═════ Record extracts

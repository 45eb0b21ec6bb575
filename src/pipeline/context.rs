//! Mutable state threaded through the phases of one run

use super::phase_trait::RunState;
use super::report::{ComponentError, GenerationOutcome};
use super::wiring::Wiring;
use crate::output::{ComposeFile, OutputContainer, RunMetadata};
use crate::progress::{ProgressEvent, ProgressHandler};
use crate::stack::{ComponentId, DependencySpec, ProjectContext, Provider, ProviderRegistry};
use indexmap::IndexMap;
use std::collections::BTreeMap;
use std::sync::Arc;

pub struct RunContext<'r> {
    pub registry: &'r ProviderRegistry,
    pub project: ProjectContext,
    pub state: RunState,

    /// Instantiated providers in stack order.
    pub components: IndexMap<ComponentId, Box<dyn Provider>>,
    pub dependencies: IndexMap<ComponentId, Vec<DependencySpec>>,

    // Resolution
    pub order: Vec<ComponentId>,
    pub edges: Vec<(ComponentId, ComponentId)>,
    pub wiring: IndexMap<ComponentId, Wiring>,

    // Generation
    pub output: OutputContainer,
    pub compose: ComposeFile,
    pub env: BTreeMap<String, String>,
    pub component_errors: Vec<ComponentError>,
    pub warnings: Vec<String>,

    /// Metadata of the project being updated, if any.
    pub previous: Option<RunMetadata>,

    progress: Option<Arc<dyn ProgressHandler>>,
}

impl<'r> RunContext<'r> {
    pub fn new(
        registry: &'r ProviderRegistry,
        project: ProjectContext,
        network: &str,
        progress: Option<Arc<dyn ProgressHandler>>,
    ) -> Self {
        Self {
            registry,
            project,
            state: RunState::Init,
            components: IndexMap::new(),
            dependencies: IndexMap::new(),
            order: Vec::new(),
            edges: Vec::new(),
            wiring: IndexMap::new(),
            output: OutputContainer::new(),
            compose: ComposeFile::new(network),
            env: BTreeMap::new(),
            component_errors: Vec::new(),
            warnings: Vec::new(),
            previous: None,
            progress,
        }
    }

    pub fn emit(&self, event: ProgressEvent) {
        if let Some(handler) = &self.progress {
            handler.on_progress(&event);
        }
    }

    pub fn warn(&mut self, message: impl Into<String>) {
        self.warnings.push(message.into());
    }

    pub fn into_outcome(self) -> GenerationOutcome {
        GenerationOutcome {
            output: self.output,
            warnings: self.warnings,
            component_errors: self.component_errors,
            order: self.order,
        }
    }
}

══════════

Exercise goal
Could you return all lines from the data above that contain the string "RunContext"?

Result
pub struct RunContext<'r> {
impl<'r> RunContext<'r> {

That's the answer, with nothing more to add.